(THE WEEK) — YOU'VE PROBABLY HEARD of the Stone Age diet craze known as the Paleolithic Diet, made popular most recently by Dr. Loren Cordain's best-seller The Paleo Diet. The premise is simple: If our early human ancestors couldn't have eaten it, we shouldn't, either. It's the one time, it seems, that being like a caveman is a good thing.

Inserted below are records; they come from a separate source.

//! ShardKV server external API: wire messages and TCP listener.

use std::net::SocketAddr;
use std::sync::Arc;

use crate::client::ClientId;
use crate::cluster::ServerIdx;
use crate::server::{Command, KvServer, Version};
use crate::utils::{
    tcp_bind_with_retry, tcp_recv_obj, tcp_send_obj, ShardKvError,
};

use serde::{Deserialize, Serialize};

use tokio::net::{TcpListener, TcpStream};
use tokio::task::JoinHandle;

/// Per-client write sequence number type.
pub type SeqId = u64;

/// Kind of write operation.
#[derive(Debug, PartialEq, Eq, Clone, Copy, Serialize, Deserialize)]
pub enum WriteOp {
    Put,
    Append,
}

/// Arguments of a Put or Append call. `(client, seq)` identifies the write
/// for duplicate suppression; retries of one logical write reuse both.
#[derive(Debug, PartialEq, Eq, Clone, Serialize, Deserialize)]
pub struct PutAppendArgs {
    pub op: WriteOp,
    pub key: String,
    pub value: String,
    pub client: ClientId,
    pub seq: SeqId,
}

impl PutAppendArgs {
    /// Store command this write applies.
    pub fn to_command(&self) -> Command {
        match self.op {
            WriteOp::Put => Command::Put {
                key: self.key.clone(),
                value: self.value.clone(),
            },
            WriteOp::Append => Command::Append {
                key: self.key.clone(),
                value: self.value.clone(),
            },
        }
    }
}

/// Why a server refused to accept a write.
#[derive(Debug, PartialEq, Eq, Clone, Copy, Serialize, Deserialize)]
pub enum RefuseReason {
    /// This server, or a replica of the key's group, is not live.
    NodeDown,

    /// The key's primary is not live.
    PrimaryDown,
}

/// Request sent to a server, by a clerk or by a peer server.
#[derive(Debug, PartialEq, Eq, Clone, Serialize, Deserialize)]
pub enum ApiRequest {
    /// Read the current value of key.
    Get { key: String },

    /// Put or Append, possibly forwarded verbatim by a non-primary.
    PutAppend(PutAppendArgs),

    /// Primary -> replica state push of a key's new value, tagged with the
    /// primary's version of the key.
    Replicate {
        key: String,
        value: String,
        version: Version,
    },
}

/// Reply from a server.
#[derive(Debug, PartialEq, Eq, Clone, Serialize, Deserialize)]
pub enum ApiReply {
    /// Current value, empty if the key is absent.
    Get { value: String },

    /// The server is not in the key's replica group.
    WrongShard,

    /// The write was applied (now or earlier); carries the value the key
    /// held before the write.
    PutAppend { old_value: String },

    /// Acknowledges a replica push.
    Replicated,

    /// The write was refused and left no trace.
    Refused { reason: RefuseReason },

    /// The server hit a transport failure while serving the request, e.g.
    /// while forwarding it to the primary.
    Failed { msg: String },
}

/// The external client-facing API module of one server: accepts TCP
/// connections and serves framed requests against a `KvServer`.
pub struct ExternalApi {
    /// My server index.
    me: ServerIdx,

    /// Address actually bound, known after setup.
    local_addr: Option<SocketAddr>,

    /// Join handle of the client acceptor thread.
    client_acceptor_handle: Option<JoinHandle<()>>,
}

// ExternalApi public API implementation
impl ExternalApi {
    /// Creates a new external API module.
    pub fn new(me: ServerIdx) -> Self {
        ExternalApi {
            me,
            local_addr: None,
            client_acceptor_handle: None,
        }
    }

    /// Binds a TCP listener on `api_addr` and spawns the client acceptor
    /// thread serving `server`. Returns the bound address, which differs from
    /// `api_addr` if port 0 was given.
    pub async fn setup(
        &mut self,
        server: Arc<KvServer>,
        api_addr: SocketAddr,
    ) -> Result<SocketAddr, ShardKvError> {
        if self.client_acceptor_handle.is_some() {
            return logged_err!(self.me; "setup already done");
        }
        if server.id() != self.me {
            return logged_err!(
                self.me;
                "cannot serve server {} from api of {}",
                server.id(),
                self.me
            );
        }

        let client_listener = tcp_bind_with_retry(api_addr, 10).await?;
        let local_addr = client_listener.local_addr()?;
        self.local_addr = Some(local_addr);

        let client_acceptor_handle = tokio::spawn(
            Self::client_acceptor_thread(self.me, client_listener, server),
        );
        self.client_acceptor_handle = Some(client_acceptor_handle);

        pf_info!(self.me; "accepting clients on {}", local_addr);
        Ok(local_addr)
    }

    /// Address the listener is bound to, if set up.
    pub fn local_addr(&self) -> Option<SocketAddr> {
        self.local_addr
    }
}

// ExternalApi client acceptor thread implementation
impl ExternalApi {
    /// Client acceptor thread function.
    async fn client_acceptor_thread(
        me: ServerIdx,
        client_listener: TcpListener,
        server: Arc<KvServer>,
    ) {
        pf_debug!(me; "client_acceptor thread spawned");

        loop {
            match client_listener.accept().await {
                Ok((stream, addr)) => {
                    pf_debug!(me; "accepted connection from {}", addr);
                    if let Err(e) = stream.set_nodelay(true) {
                        pf_warn!(me; "error setting nodelay: {}", e);
                    }
                    tokio::spawn(Self::client_servant_thread(
                        me,
                        stream,
                        addr,
                        server.clone(),
                    ));
                }
                Err(e) => {
                    pf_warn!(me; "error accepting connection: {}", e);
                }
            }
        }
    }

    /// Client request servant thread function. Serves one request at a time
    /// until the peer closes the connection.
    async fn client_servant_thread(
        me: ServerIdx,
        mut conn: TcpStream,
        addr: SocketAddr,
        server: Arc<KvServer>,
    ) {
        let (mut conn_read, mut conn_write) = conn.split();

        loop {
            let req: ApiRequest = match tcp_recv_obj(&mut conn_read).await {
                Ok(Some(req)) => req,
                Ok(None) => break,
                Err(e) => {
                    pf_warn!(me; "error reading request from {}: {}", addr, e);
                    break;
                }
            };

            let reply = match server.handle_req(req).await {
                Ok(reply) => reply,
                Err(e) => ApiReply::Failed { msg: e.to_string() },
            };

            if let Err(e) = tcp_send_obj(&mut conn_write, &reply).await {
                pf_warn!(me; "error sending reply to {}: {}", addr, e);
                break;
            }
        }

        pf_debug!(me; "connection from {} closed", addr);
    }
}

impl Drop for ExternalApi {
    fn drop(&mut self) {
        if let Some(handle) = self.client_acceptor_handle.take() {
            handle.abort();
        }
    }
}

The theory goes (and archaeological evidence corroborates) that early hunter-gatherers, while they may not have lived as long, still had some major health advantages on most of us modern humans. They were much taller, averaging 6-foot-5 to our 5-foot-11; had stronger, heavier bones; had more robust immune systems; and were leaner, tougher, and hardier than we are today. Higher levels of physical activity also played a vital role in cave people's vitality, and so did their high levels of wild food consumption: wild game meat, gathered greens and fruits, and healthy fats such as nuts.
Cordain suggests that prior to the agricultural revolution, early humans ate this Paleo Diet for 2.5 million years. The 10,000 years since the popularization of farming — or just 333 human generations — he says, is clearly a drop in the chronological bucket when compared with the millennia leading up to it. Thus, he maintains, the hunter-gatherer diet our ancestors lived on is far more deeply and indelibly imprinted into our DNA than our habits of the last few thousand years. I'm inclined to agree with him. In fact, I'm going to see his 2.5 million years and raise him a few millennia, and show you what we were really designed to eat. The real Paleo Diet would have included bugs. Lots and lots of bugs.